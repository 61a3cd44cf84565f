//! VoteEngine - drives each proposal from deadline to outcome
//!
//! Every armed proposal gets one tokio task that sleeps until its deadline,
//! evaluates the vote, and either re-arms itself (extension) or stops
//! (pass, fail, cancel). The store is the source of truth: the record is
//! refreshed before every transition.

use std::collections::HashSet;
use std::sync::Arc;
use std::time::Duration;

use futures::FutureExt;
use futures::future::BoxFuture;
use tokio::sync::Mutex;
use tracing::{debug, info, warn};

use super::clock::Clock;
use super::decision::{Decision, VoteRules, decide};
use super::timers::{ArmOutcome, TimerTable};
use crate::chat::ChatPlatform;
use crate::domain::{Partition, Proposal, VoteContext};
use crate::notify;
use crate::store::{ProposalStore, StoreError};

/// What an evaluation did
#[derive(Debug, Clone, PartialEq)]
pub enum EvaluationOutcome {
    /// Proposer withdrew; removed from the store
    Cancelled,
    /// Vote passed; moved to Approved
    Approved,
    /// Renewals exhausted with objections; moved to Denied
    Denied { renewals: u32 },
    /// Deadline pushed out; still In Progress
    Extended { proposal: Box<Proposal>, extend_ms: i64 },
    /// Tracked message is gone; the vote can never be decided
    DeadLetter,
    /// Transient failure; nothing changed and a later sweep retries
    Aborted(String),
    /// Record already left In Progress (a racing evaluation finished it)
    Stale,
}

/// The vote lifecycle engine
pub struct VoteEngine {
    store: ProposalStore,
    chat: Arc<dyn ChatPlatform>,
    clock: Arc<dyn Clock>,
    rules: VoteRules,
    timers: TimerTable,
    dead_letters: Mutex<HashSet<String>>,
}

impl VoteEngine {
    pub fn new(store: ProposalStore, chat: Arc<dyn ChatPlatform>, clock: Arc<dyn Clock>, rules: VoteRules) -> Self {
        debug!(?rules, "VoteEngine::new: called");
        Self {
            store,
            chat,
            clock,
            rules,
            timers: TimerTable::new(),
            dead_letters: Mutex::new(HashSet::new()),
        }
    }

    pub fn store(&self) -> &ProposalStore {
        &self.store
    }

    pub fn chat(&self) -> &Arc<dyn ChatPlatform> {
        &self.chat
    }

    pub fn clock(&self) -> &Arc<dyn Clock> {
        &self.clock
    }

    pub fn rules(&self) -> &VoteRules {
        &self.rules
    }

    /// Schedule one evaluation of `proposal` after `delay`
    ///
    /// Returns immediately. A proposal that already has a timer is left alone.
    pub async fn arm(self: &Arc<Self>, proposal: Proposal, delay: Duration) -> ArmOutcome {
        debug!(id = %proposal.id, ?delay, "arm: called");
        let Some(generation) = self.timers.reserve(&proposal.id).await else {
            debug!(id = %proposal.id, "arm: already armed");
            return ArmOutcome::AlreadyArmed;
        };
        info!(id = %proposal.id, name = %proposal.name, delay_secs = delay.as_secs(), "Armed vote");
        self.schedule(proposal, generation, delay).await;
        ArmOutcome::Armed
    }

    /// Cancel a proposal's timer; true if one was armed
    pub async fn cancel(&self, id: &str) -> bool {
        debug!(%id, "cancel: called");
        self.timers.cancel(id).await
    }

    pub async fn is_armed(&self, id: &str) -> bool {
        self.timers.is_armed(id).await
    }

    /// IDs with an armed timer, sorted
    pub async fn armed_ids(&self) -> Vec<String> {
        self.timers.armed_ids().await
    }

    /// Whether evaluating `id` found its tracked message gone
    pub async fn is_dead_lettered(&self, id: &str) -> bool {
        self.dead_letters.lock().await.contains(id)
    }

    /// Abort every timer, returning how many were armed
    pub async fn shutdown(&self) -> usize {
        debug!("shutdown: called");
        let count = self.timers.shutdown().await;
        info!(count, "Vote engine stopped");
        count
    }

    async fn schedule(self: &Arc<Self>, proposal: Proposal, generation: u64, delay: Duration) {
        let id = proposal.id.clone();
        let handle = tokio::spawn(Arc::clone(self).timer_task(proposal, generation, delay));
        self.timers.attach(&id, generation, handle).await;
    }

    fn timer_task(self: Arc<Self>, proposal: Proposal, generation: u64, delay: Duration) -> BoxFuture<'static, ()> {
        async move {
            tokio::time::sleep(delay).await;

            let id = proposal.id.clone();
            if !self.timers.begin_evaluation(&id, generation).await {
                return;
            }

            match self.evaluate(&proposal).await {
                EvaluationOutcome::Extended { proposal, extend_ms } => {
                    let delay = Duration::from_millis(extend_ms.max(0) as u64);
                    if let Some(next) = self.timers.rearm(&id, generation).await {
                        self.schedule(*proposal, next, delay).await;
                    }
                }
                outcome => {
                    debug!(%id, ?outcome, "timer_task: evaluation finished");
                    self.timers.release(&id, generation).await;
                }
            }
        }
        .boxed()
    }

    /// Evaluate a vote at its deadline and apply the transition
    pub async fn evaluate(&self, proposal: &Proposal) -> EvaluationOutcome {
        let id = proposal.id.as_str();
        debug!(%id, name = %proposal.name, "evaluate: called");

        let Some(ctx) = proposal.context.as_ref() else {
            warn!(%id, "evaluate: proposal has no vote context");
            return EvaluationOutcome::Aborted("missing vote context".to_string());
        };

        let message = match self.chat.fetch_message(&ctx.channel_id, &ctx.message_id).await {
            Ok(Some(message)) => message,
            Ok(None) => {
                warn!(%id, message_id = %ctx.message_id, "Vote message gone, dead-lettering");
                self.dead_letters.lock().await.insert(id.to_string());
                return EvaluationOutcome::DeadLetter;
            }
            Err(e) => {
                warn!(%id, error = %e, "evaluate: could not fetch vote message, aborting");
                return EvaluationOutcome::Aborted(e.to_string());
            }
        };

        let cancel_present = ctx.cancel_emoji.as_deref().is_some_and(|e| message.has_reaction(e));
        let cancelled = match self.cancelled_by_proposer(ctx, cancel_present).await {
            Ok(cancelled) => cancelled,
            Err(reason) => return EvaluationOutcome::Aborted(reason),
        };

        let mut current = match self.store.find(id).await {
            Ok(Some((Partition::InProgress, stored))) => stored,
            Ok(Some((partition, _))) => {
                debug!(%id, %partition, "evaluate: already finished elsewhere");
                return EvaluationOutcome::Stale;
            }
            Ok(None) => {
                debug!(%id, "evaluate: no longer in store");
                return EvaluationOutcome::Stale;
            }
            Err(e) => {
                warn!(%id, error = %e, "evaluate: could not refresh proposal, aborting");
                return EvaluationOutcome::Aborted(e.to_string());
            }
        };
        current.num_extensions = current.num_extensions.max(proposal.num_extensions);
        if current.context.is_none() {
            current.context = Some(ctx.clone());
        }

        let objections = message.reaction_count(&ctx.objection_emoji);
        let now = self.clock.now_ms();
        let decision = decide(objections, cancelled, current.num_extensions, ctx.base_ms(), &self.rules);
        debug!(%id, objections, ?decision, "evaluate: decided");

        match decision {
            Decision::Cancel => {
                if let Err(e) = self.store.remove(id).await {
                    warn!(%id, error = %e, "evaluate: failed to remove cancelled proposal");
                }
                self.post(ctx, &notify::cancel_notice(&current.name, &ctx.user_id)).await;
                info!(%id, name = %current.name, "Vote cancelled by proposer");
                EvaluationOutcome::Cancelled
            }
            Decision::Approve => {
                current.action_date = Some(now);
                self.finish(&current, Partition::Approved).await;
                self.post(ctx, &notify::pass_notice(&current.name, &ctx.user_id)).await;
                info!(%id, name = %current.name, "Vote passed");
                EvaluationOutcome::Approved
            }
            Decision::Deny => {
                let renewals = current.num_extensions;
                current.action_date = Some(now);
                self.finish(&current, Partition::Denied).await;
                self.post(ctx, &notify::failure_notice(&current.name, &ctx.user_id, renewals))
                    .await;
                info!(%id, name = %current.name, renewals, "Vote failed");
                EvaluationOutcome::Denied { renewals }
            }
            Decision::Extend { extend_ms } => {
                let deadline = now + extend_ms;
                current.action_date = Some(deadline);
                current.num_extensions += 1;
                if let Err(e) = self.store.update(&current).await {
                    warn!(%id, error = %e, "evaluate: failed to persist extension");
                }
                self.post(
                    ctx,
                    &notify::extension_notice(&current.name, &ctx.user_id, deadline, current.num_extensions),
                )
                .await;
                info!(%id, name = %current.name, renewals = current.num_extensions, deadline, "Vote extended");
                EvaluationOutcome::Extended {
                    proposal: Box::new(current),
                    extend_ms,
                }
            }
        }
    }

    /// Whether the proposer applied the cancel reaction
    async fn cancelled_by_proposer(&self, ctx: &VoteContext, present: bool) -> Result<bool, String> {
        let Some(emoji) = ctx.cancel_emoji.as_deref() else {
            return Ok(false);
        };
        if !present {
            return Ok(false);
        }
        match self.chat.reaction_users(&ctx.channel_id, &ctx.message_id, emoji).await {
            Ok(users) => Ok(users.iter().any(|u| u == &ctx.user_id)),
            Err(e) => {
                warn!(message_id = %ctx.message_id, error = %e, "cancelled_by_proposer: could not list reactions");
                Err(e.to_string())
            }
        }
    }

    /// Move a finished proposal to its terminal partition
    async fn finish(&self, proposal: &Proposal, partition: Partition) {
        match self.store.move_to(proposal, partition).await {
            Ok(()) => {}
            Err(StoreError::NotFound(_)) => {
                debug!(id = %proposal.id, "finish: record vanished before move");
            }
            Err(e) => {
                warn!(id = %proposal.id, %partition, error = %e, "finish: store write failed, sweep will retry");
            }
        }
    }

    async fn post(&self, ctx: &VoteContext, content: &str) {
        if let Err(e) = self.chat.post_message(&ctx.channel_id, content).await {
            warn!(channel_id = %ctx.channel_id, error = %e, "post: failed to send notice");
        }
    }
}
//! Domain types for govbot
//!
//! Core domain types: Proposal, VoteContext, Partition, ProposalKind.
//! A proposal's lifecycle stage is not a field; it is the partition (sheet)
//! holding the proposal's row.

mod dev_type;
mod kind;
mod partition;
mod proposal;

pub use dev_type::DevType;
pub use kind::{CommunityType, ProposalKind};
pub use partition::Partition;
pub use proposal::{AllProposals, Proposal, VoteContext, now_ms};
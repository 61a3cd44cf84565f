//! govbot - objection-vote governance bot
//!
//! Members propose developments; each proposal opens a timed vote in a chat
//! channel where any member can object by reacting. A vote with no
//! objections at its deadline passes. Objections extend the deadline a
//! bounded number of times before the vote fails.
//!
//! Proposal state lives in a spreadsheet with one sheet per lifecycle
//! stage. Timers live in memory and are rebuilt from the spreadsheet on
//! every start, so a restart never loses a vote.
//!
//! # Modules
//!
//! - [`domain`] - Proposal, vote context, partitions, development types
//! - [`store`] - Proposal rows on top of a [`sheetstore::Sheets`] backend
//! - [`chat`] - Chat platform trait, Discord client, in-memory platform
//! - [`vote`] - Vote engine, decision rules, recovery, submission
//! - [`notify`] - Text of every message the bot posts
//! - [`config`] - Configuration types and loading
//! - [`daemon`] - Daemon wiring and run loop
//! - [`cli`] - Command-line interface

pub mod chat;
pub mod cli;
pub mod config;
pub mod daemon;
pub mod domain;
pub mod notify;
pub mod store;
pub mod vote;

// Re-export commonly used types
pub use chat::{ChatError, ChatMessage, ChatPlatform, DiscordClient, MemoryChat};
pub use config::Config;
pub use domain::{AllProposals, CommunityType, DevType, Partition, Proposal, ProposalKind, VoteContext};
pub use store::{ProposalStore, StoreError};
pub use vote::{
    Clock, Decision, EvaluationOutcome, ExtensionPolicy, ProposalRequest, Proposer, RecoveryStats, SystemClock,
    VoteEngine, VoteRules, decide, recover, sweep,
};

---------------

What is needed is the count of lines in the records that include the word "ChatPlatform", with no other text.

5